Problem to solve: In the entries below, spot each line with the word "currently" and copy it.

[Records contained in a dataset]
>>
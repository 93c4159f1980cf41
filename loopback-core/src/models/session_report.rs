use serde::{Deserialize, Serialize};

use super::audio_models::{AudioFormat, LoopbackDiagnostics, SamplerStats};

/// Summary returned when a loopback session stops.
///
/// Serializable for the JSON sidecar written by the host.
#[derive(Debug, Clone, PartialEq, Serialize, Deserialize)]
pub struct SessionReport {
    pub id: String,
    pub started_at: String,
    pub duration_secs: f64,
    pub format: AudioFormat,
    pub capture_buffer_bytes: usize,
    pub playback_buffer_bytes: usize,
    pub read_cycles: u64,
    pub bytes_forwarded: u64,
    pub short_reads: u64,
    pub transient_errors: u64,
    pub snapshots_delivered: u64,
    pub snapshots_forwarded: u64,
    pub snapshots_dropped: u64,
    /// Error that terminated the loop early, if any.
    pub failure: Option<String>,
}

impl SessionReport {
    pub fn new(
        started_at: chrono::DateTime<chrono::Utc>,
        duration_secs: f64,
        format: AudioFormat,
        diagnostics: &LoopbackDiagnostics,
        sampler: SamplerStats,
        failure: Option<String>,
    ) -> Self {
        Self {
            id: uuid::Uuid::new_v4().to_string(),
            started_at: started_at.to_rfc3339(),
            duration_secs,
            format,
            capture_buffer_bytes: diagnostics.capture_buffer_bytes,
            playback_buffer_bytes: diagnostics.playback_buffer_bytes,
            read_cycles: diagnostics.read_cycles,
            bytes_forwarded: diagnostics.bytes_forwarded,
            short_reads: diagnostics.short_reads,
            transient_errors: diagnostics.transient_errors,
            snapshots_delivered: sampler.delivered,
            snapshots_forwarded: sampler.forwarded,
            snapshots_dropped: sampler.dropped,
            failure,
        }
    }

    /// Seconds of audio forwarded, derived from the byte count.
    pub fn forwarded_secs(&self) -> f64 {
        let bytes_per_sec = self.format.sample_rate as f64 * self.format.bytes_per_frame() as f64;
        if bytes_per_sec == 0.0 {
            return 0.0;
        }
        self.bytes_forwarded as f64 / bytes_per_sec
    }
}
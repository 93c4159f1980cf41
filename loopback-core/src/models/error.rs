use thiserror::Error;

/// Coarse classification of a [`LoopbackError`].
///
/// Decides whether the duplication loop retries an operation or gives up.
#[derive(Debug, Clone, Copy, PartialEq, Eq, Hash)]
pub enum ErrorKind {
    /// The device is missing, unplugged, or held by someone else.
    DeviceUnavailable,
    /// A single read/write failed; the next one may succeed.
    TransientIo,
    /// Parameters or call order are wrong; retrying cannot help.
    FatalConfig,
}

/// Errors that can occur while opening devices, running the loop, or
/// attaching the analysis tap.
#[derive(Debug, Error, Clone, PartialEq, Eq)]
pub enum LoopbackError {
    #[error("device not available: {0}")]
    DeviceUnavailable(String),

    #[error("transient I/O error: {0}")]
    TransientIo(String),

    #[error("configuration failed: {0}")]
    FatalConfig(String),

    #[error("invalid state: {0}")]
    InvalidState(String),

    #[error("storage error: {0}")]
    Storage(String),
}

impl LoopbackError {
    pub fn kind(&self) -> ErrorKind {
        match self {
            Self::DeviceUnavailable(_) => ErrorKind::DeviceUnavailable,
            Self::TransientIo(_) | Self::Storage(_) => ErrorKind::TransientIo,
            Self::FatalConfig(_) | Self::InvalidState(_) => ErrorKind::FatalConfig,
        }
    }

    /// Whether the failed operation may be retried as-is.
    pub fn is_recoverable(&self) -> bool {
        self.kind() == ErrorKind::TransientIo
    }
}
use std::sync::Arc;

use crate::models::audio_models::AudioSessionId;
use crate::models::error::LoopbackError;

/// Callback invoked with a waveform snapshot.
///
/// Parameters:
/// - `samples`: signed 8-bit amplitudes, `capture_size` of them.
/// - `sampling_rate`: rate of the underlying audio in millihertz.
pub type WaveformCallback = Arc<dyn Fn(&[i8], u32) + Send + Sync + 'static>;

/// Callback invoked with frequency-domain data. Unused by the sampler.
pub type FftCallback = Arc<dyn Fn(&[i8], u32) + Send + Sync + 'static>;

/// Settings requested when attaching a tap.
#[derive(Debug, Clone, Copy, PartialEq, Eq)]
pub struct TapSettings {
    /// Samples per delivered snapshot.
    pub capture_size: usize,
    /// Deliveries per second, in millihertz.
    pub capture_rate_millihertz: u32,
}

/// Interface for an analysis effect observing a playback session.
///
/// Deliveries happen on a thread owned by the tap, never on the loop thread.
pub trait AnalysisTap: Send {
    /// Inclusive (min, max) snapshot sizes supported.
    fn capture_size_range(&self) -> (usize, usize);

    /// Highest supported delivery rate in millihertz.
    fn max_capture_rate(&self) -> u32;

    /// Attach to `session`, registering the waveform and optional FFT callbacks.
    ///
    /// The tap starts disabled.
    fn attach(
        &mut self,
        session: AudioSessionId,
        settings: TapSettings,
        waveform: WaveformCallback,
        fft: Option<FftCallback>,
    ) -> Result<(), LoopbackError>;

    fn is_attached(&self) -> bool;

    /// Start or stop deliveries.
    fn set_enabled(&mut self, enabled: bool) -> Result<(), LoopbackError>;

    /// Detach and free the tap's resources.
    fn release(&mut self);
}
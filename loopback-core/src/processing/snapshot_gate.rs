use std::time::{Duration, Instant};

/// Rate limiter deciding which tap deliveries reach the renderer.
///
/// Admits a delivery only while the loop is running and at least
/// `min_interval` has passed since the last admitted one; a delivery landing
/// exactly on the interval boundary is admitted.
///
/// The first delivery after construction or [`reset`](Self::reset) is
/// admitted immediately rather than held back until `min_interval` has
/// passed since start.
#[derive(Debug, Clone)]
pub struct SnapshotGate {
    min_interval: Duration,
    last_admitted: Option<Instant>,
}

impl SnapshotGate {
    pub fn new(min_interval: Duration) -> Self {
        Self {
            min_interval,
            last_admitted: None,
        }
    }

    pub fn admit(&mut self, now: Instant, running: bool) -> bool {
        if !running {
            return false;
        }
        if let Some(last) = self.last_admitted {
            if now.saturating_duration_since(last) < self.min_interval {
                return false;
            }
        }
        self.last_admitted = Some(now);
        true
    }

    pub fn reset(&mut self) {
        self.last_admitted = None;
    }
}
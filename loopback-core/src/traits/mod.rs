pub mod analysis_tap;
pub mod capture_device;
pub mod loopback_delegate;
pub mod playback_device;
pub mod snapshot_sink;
<<
>>
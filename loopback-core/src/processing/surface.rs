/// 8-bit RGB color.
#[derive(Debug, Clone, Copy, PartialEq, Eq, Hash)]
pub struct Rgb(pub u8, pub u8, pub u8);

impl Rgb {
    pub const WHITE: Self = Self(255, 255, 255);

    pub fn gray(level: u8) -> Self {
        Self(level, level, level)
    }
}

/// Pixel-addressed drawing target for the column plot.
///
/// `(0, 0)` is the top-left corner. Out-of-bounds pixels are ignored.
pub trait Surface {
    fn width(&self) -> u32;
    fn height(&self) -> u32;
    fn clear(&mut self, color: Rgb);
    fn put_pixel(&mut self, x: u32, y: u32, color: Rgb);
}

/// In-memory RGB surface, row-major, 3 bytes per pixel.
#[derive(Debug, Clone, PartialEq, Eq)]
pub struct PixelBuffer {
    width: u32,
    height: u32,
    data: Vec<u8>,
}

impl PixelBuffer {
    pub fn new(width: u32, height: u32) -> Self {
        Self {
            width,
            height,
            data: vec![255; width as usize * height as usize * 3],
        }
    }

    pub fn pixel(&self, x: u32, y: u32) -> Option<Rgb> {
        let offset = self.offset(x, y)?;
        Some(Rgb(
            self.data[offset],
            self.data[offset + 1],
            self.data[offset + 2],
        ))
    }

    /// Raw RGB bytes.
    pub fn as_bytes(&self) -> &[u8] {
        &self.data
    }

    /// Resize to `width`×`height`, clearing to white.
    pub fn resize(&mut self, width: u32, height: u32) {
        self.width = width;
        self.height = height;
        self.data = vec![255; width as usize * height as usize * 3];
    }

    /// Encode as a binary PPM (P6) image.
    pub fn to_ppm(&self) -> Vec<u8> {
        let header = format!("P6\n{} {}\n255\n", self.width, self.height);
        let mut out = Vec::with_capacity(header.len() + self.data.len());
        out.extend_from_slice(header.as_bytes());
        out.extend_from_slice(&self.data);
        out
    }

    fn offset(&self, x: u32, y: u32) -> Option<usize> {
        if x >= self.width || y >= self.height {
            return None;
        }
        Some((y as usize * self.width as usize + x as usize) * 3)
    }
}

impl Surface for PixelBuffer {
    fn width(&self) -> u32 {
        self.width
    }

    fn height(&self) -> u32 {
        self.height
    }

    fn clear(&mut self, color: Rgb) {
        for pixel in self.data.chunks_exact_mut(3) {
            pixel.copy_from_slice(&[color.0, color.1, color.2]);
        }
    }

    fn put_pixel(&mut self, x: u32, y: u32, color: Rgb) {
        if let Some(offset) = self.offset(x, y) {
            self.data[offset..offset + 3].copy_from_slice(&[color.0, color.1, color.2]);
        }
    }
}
<<
>>
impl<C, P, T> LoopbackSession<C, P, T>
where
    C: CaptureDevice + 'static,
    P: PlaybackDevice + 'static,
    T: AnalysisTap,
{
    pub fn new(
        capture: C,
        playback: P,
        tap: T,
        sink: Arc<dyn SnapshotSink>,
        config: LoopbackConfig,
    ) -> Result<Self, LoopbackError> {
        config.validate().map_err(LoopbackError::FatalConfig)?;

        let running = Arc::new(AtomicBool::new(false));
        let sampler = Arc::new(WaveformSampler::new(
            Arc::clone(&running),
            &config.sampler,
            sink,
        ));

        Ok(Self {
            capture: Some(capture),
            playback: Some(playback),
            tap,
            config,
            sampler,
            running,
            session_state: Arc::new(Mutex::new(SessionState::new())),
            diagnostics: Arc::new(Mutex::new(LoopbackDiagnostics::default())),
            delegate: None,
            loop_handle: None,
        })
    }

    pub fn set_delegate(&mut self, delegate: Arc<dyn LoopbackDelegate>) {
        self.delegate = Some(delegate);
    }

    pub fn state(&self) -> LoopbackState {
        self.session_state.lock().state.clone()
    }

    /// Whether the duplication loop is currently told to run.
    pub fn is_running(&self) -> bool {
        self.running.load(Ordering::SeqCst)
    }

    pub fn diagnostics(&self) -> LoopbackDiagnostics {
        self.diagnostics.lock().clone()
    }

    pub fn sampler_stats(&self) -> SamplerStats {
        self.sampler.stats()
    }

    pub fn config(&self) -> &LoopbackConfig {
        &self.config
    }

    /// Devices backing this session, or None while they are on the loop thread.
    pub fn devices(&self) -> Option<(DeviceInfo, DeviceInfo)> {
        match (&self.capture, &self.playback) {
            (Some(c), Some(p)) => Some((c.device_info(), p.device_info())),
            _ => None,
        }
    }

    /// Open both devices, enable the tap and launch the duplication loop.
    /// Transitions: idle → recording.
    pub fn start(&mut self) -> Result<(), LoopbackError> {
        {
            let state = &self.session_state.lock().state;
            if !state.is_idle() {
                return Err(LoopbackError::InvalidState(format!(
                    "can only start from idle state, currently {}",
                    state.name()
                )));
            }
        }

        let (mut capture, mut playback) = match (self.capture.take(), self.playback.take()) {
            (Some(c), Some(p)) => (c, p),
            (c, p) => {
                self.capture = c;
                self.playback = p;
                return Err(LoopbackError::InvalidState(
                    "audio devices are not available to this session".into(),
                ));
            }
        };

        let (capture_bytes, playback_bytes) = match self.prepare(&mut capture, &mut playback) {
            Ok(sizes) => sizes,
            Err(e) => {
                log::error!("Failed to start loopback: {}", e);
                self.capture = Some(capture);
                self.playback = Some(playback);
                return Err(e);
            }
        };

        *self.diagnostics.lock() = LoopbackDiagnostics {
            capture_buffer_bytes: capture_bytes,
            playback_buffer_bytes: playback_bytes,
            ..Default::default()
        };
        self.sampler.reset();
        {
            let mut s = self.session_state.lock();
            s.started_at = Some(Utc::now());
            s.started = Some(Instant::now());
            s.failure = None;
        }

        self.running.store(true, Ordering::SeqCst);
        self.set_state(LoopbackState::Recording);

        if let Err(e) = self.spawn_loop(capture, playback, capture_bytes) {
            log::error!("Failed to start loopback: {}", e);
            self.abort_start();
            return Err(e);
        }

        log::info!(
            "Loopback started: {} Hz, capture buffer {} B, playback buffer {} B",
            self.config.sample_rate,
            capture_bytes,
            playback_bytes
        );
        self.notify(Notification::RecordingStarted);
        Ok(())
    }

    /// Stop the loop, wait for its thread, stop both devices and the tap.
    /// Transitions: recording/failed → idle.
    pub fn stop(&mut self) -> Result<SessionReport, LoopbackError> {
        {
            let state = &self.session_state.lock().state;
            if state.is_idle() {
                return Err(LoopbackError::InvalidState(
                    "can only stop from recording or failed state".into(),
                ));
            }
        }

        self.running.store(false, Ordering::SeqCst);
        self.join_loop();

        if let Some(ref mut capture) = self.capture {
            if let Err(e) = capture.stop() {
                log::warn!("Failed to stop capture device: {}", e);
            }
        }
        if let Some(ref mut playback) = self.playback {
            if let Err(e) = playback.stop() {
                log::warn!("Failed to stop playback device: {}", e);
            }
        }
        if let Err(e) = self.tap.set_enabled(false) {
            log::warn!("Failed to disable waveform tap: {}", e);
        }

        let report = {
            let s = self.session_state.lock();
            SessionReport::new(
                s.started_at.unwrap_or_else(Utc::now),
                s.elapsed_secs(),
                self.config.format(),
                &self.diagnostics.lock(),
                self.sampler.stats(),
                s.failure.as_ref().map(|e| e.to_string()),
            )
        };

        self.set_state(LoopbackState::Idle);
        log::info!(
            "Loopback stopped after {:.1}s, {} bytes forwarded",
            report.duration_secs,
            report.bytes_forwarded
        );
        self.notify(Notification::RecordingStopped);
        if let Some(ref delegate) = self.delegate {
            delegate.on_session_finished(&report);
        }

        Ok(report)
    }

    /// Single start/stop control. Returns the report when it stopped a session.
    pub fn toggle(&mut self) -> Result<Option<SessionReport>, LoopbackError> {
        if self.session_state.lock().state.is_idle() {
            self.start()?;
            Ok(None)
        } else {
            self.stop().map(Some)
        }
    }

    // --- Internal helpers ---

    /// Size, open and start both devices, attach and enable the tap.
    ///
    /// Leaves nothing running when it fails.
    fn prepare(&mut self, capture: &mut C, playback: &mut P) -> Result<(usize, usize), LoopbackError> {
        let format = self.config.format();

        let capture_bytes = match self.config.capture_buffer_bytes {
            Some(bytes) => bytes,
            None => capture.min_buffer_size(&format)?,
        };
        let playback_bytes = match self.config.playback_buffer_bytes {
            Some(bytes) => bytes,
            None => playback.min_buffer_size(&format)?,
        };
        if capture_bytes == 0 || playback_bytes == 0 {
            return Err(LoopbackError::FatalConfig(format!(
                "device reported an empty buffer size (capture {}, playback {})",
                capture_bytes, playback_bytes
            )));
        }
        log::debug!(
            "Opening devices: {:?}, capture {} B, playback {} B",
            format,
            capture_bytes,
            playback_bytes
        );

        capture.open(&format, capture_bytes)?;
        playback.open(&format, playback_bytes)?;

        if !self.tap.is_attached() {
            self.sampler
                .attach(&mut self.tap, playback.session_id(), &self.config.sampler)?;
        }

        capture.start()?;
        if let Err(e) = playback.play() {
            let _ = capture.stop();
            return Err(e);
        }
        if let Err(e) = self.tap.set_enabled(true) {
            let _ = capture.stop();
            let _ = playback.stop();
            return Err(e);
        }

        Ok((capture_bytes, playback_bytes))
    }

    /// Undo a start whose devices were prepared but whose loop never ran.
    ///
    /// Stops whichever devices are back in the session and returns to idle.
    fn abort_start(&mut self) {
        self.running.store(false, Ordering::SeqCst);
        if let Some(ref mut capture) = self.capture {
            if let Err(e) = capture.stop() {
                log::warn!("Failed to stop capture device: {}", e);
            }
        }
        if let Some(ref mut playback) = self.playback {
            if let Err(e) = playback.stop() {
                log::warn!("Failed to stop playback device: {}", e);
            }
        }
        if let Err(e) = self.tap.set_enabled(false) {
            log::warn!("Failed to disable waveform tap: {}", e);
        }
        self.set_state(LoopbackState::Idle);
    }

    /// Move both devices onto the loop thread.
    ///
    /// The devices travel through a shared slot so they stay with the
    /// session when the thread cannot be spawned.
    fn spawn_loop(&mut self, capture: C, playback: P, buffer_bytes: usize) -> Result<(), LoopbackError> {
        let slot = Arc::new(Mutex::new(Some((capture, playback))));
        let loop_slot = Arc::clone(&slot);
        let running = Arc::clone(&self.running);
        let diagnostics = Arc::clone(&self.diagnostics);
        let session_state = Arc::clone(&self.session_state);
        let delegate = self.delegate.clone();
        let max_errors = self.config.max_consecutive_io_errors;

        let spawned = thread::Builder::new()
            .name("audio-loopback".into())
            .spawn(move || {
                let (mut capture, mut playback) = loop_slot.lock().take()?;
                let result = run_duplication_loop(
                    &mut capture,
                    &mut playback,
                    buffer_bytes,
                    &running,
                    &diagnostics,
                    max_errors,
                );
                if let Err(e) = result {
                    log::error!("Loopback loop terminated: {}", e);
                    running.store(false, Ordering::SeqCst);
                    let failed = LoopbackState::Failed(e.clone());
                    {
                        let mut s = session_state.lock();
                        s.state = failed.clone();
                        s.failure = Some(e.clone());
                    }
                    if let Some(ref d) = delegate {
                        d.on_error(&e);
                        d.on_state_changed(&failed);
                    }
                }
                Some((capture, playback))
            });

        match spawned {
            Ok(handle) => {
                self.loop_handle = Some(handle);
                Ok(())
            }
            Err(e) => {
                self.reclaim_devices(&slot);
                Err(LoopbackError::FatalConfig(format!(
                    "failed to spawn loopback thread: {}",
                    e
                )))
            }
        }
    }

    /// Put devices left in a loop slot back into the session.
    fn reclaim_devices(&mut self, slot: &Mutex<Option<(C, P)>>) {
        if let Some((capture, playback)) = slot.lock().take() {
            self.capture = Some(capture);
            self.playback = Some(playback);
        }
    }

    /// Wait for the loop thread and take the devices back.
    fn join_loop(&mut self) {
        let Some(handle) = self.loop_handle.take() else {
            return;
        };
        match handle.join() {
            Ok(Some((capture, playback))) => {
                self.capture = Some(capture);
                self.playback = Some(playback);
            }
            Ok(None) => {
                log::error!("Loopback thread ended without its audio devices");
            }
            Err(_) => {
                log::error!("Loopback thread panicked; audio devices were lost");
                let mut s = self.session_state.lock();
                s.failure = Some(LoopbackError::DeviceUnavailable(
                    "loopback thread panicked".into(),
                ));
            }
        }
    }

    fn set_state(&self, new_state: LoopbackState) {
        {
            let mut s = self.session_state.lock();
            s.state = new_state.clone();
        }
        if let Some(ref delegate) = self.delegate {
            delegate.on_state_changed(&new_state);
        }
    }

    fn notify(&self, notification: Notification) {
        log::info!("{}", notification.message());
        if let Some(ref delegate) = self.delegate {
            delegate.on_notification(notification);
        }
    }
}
<<
Solution to this task:
    /// Whether the duplication loop is currently told to run.
                    "can only start from idle state, currently {}",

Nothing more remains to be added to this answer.